(Saved data entries)
※ ※ ※

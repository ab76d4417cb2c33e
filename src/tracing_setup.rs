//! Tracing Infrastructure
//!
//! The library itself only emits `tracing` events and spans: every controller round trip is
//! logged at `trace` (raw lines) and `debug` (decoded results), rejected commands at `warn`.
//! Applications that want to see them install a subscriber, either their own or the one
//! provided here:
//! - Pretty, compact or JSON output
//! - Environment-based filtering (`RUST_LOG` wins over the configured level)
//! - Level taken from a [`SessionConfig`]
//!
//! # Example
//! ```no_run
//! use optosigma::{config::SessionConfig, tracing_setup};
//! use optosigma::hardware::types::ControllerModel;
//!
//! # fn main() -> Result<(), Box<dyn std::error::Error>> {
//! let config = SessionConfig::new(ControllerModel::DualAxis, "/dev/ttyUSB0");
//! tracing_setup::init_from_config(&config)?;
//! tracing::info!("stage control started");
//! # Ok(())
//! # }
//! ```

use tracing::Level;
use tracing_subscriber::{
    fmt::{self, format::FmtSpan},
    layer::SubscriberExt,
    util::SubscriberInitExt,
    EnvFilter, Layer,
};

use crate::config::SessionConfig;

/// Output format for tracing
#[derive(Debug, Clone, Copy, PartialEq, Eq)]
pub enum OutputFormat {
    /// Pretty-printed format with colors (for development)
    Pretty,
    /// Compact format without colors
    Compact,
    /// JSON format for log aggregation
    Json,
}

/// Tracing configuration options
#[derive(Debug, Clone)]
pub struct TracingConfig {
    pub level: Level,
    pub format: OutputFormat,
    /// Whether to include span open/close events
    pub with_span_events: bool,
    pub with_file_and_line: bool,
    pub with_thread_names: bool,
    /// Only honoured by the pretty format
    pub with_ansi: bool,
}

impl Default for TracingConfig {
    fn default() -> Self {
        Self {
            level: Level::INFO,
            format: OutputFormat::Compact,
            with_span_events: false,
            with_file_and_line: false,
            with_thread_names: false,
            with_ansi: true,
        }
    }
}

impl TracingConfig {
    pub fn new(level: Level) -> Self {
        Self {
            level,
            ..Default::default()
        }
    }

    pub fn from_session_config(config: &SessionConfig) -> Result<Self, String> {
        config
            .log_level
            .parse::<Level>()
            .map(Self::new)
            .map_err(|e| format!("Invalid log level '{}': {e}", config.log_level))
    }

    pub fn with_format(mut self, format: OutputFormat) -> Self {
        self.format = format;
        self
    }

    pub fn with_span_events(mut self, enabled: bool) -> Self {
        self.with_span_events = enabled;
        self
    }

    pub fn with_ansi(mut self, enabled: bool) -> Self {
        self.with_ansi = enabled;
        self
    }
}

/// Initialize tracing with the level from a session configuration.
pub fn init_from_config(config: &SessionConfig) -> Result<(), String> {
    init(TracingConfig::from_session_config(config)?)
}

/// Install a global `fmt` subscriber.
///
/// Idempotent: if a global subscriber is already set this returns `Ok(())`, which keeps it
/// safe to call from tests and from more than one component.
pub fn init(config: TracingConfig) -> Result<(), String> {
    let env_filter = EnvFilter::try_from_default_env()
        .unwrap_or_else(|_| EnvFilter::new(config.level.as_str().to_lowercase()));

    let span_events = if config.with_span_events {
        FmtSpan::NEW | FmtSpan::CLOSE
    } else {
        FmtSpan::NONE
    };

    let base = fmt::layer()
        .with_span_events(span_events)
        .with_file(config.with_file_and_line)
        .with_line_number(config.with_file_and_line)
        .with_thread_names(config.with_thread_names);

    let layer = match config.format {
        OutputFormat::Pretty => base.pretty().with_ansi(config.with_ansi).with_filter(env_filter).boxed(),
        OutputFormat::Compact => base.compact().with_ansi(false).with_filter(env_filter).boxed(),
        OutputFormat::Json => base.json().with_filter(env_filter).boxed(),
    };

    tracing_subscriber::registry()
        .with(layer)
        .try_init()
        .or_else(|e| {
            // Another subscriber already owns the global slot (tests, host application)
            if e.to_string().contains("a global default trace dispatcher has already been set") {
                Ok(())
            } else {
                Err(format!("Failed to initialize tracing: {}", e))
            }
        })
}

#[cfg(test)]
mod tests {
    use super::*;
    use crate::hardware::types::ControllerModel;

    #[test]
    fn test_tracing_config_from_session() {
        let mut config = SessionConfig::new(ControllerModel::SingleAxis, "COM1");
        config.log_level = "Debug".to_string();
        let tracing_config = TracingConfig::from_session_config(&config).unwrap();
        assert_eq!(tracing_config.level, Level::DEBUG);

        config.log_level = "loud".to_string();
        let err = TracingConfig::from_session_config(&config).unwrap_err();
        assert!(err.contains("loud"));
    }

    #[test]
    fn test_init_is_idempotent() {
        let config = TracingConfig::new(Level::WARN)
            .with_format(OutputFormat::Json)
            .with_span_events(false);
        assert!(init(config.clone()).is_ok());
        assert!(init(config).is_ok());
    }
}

※ ※ ※

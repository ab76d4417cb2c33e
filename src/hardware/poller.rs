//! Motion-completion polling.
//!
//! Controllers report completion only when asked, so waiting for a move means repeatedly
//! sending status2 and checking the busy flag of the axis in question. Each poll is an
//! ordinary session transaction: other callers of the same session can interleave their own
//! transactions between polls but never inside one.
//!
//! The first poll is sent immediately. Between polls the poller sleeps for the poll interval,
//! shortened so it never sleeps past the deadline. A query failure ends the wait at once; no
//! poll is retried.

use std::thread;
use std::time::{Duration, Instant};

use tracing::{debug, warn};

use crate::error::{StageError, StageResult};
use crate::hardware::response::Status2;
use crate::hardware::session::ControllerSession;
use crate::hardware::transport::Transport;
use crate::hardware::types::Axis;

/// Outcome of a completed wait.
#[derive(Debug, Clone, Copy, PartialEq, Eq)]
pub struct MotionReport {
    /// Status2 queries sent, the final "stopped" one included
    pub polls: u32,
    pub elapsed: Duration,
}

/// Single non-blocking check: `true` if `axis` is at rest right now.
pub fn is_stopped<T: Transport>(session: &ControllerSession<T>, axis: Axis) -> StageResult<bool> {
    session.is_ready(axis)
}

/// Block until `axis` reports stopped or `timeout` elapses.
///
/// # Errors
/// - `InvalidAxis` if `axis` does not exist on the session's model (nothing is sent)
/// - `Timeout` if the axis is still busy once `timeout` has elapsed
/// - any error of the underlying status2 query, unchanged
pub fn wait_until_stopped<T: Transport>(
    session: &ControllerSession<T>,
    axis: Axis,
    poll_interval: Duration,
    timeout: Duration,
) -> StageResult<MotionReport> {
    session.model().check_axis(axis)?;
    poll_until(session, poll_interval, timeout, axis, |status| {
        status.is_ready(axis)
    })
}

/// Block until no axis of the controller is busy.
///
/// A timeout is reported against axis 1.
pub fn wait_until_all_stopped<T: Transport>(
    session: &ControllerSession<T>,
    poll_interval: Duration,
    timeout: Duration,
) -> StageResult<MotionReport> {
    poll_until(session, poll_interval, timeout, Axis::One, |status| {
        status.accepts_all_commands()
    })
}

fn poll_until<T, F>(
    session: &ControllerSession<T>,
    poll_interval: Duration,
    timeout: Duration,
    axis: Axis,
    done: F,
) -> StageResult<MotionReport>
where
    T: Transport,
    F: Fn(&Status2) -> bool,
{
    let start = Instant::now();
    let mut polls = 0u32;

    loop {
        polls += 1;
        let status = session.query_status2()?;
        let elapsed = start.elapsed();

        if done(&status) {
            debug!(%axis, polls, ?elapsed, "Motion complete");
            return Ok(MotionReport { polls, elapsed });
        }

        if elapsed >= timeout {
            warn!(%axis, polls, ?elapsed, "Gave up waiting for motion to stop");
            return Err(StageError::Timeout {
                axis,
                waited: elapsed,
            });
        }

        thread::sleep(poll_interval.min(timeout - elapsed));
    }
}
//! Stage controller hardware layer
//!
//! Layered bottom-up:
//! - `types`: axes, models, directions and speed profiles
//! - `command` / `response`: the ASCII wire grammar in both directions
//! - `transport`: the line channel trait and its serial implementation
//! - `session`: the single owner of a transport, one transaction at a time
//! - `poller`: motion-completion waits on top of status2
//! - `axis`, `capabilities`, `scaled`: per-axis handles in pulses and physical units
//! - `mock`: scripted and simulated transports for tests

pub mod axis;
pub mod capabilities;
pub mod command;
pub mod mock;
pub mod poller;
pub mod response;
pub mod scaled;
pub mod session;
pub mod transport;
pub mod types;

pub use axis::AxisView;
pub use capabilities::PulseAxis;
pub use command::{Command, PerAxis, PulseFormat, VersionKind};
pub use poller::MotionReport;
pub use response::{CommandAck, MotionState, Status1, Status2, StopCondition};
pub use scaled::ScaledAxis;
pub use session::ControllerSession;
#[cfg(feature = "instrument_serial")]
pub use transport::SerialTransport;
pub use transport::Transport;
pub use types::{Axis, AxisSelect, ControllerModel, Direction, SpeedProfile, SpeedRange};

※ ※ ※

- Activity -
Check the data for the word "ControllerModel" and pull out the lines that have it.

- Solution below -
//! use optosigma::hardware::types::ControllerModel;
//! let config = SessionConfig::new(ControllerModel::DualAxis, "/dev/ttyUSB0");
    use crate::hardware::types::ControllerModel;
        let mut config = SessionConfig::new(ControllerModel::SingleAxis, "COM1");
pub use types::{Axis, AxisSelect, ControllerModel, Direction, SpeedProfile, SpeedRange};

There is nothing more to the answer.